Exercise instructions:
Your task is to find every line of the data that holds the string "traversal" and copy it.

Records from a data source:
|---|

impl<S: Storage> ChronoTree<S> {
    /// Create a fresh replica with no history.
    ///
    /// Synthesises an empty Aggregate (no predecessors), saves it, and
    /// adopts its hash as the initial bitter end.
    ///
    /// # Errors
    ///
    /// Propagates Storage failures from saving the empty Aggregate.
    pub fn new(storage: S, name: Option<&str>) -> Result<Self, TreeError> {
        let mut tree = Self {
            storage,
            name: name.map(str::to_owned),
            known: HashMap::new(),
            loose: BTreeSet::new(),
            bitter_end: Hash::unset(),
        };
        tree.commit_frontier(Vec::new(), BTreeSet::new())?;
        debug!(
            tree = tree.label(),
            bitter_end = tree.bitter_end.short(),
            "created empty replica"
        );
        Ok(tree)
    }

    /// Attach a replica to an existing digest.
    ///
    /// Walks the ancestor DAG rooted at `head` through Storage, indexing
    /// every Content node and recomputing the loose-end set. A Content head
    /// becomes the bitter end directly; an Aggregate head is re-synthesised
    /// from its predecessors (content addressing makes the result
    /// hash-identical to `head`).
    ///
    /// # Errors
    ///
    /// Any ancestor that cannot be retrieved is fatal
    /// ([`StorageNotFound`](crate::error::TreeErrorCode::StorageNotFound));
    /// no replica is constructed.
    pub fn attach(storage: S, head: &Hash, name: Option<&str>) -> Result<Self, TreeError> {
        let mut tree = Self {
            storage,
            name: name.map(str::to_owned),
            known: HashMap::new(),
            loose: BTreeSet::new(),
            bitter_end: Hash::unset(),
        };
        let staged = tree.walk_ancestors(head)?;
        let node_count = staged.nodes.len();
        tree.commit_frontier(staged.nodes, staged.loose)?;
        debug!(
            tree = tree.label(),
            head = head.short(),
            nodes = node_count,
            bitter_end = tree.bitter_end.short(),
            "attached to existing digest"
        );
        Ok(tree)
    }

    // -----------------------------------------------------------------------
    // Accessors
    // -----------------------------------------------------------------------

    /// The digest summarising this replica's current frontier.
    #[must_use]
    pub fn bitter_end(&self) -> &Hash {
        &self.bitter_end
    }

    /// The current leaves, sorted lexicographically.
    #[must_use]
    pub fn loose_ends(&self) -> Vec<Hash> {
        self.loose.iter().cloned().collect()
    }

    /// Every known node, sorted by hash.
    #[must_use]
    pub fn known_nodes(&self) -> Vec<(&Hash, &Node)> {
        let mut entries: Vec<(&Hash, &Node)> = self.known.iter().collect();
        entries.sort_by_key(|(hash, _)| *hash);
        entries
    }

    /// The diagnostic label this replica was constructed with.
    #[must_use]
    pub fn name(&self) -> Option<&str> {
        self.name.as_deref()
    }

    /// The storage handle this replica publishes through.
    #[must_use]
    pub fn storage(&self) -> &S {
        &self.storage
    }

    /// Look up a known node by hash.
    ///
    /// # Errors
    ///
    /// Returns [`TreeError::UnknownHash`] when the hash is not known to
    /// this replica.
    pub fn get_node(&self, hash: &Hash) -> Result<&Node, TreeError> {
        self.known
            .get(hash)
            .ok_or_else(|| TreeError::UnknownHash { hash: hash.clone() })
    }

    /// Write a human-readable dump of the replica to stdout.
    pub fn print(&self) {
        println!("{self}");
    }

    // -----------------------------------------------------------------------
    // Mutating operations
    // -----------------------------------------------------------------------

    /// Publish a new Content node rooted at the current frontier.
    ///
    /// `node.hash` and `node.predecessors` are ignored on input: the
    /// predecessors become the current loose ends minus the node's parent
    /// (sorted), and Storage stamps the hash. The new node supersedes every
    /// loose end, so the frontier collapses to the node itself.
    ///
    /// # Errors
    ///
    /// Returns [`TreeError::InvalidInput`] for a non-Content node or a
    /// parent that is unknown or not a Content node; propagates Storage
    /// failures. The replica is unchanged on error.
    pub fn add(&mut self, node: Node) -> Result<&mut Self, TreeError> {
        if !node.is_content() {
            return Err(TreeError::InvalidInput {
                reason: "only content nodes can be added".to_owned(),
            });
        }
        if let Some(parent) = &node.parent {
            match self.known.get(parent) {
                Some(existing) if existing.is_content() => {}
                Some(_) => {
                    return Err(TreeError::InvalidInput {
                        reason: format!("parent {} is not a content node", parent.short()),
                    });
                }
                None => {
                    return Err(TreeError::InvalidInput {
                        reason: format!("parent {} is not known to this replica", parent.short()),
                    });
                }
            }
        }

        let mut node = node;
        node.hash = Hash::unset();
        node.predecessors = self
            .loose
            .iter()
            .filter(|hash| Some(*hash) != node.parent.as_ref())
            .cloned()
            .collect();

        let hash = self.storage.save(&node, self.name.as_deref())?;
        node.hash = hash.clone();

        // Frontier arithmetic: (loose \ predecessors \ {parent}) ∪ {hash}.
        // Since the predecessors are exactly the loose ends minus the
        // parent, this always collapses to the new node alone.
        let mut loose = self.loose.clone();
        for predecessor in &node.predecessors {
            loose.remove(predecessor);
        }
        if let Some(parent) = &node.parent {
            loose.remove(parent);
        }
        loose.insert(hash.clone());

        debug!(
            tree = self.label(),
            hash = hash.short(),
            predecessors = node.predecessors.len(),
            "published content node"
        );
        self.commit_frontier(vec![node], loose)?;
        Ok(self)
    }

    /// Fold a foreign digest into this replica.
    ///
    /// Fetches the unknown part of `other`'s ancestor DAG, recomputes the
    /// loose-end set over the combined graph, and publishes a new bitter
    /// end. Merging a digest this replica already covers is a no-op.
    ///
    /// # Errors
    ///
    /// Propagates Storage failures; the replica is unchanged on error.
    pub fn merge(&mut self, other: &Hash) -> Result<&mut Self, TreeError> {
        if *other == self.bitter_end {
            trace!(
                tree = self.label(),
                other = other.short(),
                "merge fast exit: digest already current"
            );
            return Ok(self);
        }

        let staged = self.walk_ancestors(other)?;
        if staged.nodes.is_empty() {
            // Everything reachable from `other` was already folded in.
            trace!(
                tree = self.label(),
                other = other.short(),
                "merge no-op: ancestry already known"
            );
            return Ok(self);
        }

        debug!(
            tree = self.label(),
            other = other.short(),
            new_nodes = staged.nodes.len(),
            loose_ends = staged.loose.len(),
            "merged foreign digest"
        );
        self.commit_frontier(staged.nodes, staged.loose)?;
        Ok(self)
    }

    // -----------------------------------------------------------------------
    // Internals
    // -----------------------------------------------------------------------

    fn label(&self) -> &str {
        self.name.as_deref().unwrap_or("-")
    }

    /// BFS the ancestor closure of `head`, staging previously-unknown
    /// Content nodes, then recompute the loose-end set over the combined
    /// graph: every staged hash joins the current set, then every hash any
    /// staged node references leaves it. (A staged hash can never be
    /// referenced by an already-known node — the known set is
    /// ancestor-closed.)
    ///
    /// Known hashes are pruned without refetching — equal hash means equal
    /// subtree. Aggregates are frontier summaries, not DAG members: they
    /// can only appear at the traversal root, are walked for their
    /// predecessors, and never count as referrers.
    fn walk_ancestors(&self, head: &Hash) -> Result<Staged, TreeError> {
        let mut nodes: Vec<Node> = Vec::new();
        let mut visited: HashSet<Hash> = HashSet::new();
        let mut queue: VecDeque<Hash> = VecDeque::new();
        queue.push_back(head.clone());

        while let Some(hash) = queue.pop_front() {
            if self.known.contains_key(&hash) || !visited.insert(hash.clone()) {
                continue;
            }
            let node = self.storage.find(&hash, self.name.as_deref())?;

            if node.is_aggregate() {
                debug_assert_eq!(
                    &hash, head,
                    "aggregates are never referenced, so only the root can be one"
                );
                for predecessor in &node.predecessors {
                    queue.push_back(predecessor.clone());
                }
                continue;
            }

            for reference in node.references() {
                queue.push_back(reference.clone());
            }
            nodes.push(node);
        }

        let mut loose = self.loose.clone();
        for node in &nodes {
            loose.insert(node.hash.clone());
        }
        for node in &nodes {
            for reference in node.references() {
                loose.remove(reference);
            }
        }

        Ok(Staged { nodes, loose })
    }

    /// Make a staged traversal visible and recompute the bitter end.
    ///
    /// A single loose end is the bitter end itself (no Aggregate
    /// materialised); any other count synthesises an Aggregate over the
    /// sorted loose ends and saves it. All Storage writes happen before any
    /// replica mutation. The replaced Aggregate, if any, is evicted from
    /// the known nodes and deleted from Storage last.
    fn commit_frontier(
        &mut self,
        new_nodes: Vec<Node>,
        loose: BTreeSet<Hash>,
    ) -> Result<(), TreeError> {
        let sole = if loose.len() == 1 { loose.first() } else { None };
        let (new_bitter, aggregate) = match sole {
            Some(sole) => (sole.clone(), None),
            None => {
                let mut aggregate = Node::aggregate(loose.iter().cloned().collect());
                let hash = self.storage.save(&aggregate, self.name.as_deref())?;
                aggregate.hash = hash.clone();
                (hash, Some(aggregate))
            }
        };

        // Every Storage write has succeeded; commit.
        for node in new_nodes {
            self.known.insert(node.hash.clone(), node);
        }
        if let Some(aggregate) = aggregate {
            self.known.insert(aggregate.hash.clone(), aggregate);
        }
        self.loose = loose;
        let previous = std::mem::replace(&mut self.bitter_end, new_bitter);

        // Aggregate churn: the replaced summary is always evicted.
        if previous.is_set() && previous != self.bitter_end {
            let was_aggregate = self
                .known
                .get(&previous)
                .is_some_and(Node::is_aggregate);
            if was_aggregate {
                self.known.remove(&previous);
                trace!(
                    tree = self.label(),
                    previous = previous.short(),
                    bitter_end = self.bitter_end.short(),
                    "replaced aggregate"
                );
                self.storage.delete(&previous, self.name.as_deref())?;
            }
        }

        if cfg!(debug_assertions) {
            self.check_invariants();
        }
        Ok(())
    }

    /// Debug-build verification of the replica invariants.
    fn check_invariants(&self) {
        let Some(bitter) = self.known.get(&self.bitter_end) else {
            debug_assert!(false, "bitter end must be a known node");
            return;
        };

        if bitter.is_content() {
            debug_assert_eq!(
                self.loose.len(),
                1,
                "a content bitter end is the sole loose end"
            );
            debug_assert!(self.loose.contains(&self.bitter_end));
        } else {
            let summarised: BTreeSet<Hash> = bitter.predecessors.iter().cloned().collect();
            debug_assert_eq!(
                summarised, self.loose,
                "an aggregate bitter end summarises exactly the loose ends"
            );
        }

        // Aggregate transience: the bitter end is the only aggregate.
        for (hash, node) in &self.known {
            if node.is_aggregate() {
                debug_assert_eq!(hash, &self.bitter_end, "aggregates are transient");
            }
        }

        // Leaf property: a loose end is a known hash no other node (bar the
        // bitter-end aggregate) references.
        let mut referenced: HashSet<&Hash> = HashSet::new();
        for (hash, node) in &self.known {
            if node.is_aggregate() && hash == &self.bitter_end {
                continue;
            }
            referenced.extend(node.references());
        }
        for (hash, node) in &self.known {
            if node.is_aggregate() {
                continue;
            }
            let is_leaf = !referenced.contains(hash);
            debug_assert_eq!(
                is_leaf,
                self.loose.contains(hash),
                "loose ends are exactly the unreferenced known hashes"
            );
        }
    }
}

|---|

Response box:
    /// can only appear at the traversal root, are walked for their
    /// Make a staged traversal visible and recompute the bitter end.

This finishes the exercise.